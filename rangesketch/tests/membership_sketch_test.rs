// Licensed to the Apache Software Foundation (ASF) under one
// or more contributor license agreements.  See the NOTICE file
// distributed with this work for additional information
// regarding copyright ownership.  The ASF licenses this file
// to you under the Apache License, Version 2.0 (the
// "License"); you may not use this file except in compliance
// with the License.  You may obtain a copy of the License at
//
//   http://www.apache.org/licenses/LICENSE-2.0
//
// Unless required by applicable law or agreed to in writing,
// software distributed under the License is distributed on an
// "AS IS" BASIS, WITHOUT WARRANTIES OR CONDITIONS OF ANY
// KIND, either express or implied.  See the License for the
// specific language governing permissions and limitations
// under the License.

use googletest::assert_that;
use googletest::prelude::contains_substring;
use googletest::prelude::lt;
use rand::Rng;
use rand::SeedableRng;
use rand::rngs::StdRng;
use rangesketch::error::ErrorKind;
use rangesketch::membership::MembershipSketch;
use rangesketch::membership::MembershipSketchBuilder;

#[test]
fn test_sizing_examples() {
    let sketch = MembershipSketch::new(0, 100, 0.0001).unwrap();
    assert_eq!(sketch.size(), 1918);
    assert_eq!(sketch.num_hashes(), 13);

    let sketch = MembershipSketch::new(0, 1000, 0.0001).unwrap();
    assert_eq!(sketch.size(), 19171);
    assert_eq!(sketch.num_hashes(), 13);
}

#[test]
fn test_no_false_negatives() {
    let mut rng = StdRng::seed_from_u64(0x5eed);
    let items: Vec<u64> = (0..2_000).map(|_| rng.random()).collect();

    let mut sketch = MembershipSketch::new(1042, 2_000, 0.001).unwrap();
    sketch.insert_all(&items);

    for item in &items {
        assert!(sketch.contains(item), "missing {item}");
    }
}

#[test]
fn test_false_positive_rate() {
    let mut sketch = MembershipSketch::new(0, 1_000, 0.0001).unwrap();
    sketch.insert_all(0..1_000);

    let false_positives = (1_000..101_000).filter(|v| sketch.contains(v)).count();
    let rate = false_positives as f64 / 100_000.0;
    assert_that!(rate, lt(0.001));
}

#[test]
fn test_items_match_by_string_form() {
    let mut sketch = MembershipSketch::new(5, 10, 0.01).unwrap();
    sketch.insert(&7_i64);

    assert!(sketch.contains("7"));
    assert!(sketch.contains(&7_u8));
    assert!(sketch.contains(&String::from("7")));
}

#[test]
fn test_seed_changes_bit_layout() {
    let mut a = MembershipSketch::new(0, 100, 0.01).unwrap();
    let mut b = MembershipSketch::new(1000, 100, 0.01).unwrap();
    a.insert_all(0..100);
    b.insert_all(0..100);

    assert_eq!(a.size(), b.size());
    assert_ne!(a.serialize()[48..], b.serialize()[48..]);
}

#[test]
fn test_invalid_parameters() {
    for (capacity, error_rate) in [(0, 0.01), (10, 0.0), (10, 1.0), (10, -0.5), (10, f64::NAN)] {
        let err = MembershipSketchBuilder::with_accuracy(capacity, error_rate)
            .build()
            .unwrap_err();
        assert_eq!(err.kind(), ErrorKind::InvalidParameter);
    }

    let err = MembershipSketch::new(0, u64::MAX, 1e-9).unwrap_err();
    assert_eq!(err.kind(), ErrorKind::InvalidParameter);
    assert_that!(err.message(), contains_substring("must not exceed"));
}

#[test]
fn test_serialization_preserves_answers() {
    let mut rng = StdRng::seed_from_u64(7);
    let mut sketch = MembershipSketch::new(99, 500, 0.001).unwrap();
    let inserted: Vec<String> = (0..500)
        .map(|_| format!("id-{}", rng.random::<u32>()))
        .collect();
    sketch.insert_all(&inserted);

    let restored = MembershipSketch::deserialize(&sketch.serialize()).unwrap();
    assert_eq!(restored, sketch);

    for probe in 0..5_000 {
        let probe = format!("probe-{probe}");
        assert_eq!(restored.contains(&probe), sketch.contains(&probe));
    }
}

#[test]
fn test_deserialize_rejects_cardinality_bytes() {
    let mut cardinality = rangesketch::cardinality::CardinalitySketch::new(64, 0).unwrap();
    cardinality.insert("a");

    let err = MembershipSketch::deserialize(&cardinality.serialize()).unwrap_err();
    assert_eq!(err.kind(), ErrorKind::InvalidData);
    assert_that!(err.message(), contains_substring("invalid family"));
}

+---+

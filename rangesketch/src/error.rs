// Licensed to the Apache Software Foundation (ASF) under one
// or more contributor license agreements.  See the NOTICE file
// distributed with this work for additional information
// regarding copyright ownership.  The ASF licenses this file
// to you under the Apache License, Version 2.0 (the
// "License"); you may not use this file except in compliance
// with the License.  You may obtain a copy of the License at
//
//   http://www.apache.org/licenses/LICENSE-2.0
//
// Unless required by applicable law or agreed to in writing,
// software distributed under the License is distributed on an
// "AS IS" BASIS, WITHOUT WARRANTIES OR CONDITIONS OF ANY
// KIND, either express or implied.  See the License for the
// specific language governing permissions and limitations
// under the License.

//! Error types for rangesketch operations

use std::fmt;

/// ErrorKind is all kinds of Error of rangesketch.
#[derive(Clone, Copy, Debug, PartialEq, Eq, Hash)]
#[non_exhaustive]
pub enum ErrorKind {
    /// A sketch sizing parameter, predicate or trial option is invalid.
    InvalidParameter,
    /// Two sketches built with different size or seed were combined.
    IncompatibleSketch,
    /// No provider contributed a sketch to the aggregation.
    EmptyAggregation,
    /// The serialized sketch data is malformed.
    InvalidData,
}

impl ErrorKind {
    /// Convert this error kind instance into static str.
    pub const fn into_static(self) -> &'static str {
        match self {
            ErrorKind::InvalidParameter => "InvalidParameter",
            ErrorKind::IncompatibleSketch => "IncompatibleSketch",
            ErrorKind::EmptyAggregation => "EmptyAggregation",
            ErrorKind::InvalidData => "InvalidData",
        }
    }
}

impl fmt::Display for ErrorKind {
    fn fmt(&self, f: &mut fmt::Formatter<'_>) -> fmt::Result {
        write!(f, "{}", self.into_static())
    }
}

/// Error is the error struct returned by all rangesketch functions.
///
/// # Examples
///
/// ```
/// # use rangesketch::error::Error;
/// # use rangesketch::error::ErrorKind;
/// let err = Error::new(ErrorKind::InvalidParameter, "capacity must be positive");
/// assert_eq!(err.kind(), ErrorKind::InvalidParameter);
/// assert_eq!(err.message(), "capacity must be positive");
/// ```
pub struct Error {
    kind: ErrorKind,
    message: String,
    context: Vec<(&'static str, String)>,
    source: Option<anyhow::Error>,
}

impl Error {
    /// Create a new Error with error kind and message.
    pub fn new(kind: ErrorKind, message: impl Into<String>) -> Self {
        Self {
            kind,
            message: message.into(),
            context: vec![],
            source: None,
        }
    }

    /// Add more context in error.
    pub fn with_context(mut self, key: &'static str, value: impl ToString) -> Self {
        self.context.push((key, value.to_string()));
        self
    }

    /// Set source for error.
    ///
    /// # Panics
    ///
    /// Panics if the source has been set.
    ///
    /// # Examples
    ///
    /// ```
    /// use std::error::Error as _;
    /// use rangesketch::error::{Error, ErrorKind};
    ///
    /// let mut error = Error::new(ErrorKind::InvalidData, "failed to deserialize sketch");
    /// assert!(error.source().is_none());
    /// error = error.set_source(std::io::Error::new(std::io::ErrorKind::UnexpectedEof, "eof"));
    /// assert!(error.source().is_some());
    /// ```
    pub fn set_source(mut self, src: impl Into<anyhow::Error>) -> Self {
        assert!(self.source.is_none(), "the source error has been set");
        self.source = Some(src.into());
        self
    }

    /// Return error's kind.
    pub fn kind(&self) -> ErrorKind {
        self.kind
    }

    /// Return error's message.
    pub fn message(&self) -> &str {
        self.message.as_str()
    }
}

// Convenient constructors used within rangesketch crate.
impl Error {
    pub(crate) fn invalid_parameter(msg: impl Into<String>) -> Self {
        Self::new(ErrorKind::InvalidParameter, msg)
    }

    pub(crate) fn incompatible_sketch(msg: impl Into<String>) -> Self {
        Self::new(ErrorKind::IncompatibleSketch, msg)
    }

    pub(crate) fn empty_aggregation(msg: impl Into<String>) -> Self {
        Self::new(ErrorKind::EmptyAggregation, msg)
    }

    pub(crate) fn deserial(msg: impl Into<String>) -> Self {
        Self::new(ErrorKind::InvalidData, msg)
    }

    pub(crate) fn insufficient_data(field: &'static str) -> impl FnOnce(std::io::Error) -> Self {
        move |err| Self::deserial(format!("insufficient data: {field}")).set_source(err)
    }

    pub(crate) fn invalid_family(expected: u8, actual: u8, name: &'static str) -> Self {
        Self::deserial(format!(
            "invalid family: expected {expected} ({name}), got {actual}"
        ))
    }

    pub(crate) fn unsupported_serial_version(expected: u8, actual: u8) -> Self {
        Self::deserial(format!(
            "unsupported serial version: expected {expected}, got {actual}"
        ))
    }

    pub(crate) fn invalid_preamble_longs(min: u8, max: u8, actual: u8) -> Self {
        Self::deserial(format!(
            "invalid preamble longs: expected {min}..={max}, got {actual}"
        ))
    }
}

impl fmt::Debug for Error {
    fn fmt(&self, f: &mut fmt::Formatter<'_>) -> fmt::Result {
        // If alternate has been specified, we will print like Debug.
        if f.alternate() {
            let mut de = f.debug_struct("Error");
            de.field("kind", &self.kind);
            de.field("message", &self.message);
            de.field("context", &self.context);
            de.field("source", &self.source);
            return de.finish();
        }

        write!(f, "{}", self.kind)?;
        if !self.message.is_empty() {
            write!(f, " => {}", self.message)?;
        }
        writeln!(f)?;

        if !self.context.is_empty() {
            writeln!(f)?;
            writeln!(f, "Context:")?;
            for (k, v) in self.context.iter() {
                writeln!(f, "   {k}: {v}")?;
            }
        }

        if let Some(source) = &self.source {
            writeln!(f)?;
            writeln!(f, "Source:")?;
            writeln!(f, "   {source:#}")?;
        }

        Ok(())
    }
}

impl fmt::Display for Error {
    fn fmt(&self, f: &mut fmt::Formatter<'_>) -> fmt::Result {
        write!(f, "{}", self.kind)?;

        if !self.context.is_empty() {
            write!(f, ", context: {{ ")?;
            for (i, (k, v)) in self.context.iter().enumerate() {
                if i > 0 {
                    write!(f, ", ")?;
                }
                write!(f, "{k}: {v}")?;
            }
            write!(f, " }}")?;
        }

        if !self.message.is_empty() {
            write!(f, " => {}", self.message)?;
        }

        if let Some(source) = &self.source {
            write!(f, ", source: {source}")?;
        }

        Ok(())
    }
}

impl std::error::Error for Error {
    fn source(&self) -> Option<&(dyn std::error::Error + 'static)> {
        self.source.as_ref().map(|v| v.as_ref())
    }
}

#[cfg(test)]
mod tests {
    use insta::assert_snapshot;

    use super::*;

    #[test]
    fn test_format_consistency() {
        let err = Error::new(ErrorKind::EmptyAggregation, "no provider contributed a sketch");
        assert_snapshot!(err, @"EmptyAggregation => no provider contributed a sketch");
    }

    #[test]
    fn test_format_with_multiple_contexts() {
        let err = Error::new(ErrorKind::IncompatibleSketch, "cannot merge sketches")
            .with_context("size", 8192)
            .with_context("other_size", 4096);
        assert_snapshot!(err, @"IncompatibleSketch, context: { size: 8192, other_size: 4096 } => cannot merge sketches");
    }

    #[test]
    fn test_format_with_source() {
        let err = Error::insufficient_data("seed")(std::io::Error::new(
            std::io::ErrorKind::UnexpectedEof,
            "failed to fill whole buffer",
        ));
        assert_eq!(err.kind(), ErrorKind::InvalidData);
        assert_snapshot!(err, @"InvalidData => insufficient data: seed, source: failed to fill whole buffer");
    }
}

+---+

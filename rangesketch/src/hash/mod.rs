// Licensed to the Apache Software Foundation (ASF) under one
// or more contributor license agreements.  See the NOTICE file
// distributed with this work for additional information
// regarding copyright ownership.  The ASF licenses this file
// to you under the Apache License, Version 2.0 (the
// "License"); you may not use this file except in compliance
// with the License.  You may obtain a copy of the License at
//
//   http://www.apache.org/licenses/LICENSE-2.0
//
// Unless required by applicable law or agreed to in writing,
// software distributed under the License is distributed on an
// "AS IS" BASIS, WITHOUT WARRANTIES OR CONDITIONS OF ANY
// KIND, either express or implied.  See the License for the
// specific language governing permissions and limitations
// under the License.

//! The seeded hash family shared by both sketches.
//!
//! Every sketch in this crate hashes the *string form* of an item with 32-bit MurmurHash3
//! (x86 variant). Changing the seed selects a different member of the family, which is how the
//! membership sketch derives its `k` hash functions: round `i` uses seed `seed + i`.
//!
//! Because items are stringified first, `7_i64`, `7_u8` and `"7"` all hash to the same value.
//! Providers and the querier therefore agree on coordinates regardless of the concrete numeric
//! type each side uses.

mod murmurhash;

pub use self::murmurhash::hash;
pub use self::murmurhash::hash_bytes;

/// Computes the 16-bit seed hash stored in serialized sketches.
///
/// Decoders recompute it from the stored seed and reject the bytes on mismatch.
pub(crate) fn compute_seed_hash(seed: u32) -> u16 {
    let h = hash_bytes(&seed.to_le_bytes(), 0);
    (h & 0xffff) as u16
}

+---+

§ **WHAT TO WORK ON**
Pick each line holding "anyhow" out of the entries above and return it.

§ **THE COMPLETED TASK**
    source: Option<anyhow::Error>,
    pub fn set_source(mut self, src: impl Into<anyhow::Error>) -> Self {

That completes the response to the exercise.